Если же дела Владимира Онуфриевича не позволят ехать осенью, то Соня будет учиться зиму в Петербурге — у Сеченова физиологии, у профессора В. Л. Грубера, весьма сочувственно относившегося к учащимся женщинам, — анатомии, и они уедут в марте будущего года. О средствах для жизни за границей Ковалевский не беспокоился, так как девушки располагали собственными деньгами, которые им давал отец.
Увлекся Соней Владимир Онуфриевич сильно, она тоже испытывала к нему большую симпатию. Но любовь, по ее убеждению, должна была отступить на задний план перед главным — наукой. Сначала надо выполнить долг общественный — получить образование, а потом думать о личных делах. Даже те часы свиданий, которые протекали в Петербурге в доме Шубертов, Соня проводила за книгами, заставляя сидеть за ними и Владимира Онуфриевича.

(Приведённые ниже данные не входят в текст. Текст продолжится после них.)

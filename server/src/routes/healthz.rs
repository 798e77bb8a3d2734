//! Health and metrics surface (§6, §2.1's ambient stack).

use std::sync::Arc;

use axum::extract::State;
use axum::http::StatusCode;
use github_event_handler::auth::InstallationAuthenticator;
use github_event_handler::build_store::BuildStore;

use crate::app::AppState;

pub async fn healthz() -> (StatusCode, &'static str) {
    (StatusCode::OK, "OK")
}

/// Renders the process's Prometheus registry.
pub async fn metrics<S, N>(State(state): State<Arc<AppState<S, N>>>) -> String
where
    S: BuildStore,
    N: InstallationAuthenticator,
{
    state.metrics_handle.render()
}
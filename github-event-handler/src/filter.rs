//! Emission filter (§4.8): glob-style match between a configured pattern list
//! and an event name of the form `eventType` or `eventType:action`.

/// A pattern matches an event name iff the pattern equals the event, equals
/// the event's unqualified prefix (the part before `:`), or is `*`.
pub fn matches(pattern: &str, event_name: &str) -> bool {
    if pattern == "*" || pattern == event_name {
        return true;
    }
    match event_name.split_once(':') {
        Some((prefix, _)) => pattern == prefix,
        None => false,
    }
}

/// Whether `event_name` is admitted by any pattern in `emitted_events`.
pub fn is_emitted(emitted_events: &[String], event_name: &str) -> bool {
    emitted_events.iter().any(|p| matches(p, event_name))
}

#[cfg(test)]
mod tests {
    use super::*;

    #[test]
    fn truth_table_from_spec() {
        let cases = [
            ("*", "issue_comment", true),
            ("*", "issue_comment:created", true),
            ("issue_comment", "issue_comment", true),
            ("issue_comment:created", "issue_comment", false),
            ("issue_comment", "issue_comment:created", true),
            ("issue_comment:created", "issue_comment:created", true),
        ];
        for (pattern, event_name, expect) in cases {
            assert_eq!(
                matches(pattern, event_name),
                expect,
                "pattern {pattern:?} vs event {event_name:?}"
            );
        }
    }

    #[test]
    fn is_emitted_checks_every_pattern() {
        let patterns = vec!["push".to_string(), "pull_request:opened".to_string()];
        assert!(is_emitted(&patterns, "push"));
        assert!(is_emitted(&patterns, "pull_request:opened"));
        assert!(!is_emitted(&patterns, "pull_request:closed"));
        assert!(!is_emitted(&patterns, "pull_request"));
    }
}
//! Small newtypes for the numeric identifiers GitHub hands back in webhook
//! payloads and API responses. Keeping these distinct prevents an app id from
//! being passed where an installation id is expected, which is exactly the
//! kind of mixup the dispatcher's `WrongApp` check exists to catch.

use std::fmt;

use serde::{Deserialize, Serialize};

#[derive(Debug, Clone, Copy, PartialEq, Eq, Hash, Serialize, Deserialize)]
#[serde(transparent)]
pub struct AppId(pub u64);

impl fmt::Display for AppId {
    fn fmt(&self, f: &mut fmt::Formatter<'_>) -> fmt::Result {
        write!(f, "{}", self.0)
    }
}

#[derive(Debug, Clone, Copy, PartialEq, Eq, Hash, Serialize, Deserialize)]
#[serde(transparent)]
pub struct InstallationId(pub u64);

impl fmt::Display for InstallationId {
    fn fmt(&self, f: &mut fmt::Formatter<'_>) -> fmt::Result {
        write!(f, "{}", self.0)
    }
}

#[derive(Debug, Clone, Copy, PartialEq, Eq, Hash, Serialize, Deserialize)]
#[serde(transparent)]
pub struct IssueId(pub u64);

impl IssueId {
    pub fn is_zero(&self) -> bool {
        self.0 == 0
    }
}

impl fmt::Display for IssueId {
    fn fmt(&self, f: &mut fmt::Formatter<'_>) -> fmt::Result {
        write!(f, "{}", self.0)
    }
}
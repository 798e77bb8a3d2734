//! Shared request state and router assembly (§2.1, §6).

use std::sync::Arc;

use axum::routing::{get, post};
use axum::Router;
use github_event_handler::auth::InstallationAuthenticator;
use github_event_handler::build_store::BuildStore;
use github_event_handler::scheduler::FailureReporter;
use github_event_handler::DispatchConfig;
use metrics_exporter_prometheus::PrometheusHandle;
use tower_http::timeout::TimeoutLayer;
use tower_http::trace::TraceLayer;

use crate::routes::{event_handler, healthz};

/// Everything a request handler needs, generic over the build store and the
/// bearer-level GitHub App client so tests can substitute stubs for both.
pub struct AppState<S, N> {
    pub config: DispatchConfig,
    pub bearer: N,
    pub store: Arc<S>,
    pub reporter: Arc<dyn FailureReporter + Send + Sync>,
    pub metrics_handle: PrometheusHandle,
}

pub fn router<S, N>(state: Arc<AppState<S, N>>) -> Router
where
    S: BuildStore + 'static,
    N: InstallationAuthenticator + Send + Sync + 'static,
{
    Router::new()
        .route("/events/github", post(event_handler::handle_event::<S, N>))
        .route("/events/github/:app/:inst", post(event_handler::handle_event_for::<S, N>))
        .route("/healthz", get(healthz::healthz))
        .route("/metrics", get(healthz::metrics::<S, N>))
        .layer(TraceLayer::new_for_http())
        .layer(TimeoutLayer::new(std::time::Duration::from_secs(30)))
        .with_state(state)
}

Они вместе занимались физиологией, прошли по Герману, Вундту и Людвигу кровообращение и дыхание. Из химии многое уже было ей известно, а физику она знала лучше, чем Ковалевский. Соня потребовала, чтобы Владимир Онуфриевич передал ей часть своей издательской работы, и редактировала главы из книги Дарвина тщательнее, чем он, пересмотрела и выправила по подлиннику пять листов перевода и даже взяла с собой в деревню еще пять листов, хотя столкнулась с такой работой впервые в жизни. Она могла сидеть за книгами по двенадцати часов, не разгибая спины, и работать так прилежно, как не способен был неусидчивый Владимир Онуфриевнч. Восхищала Ковалевского способность девушки быстро схватывать политические и экономические вопросы.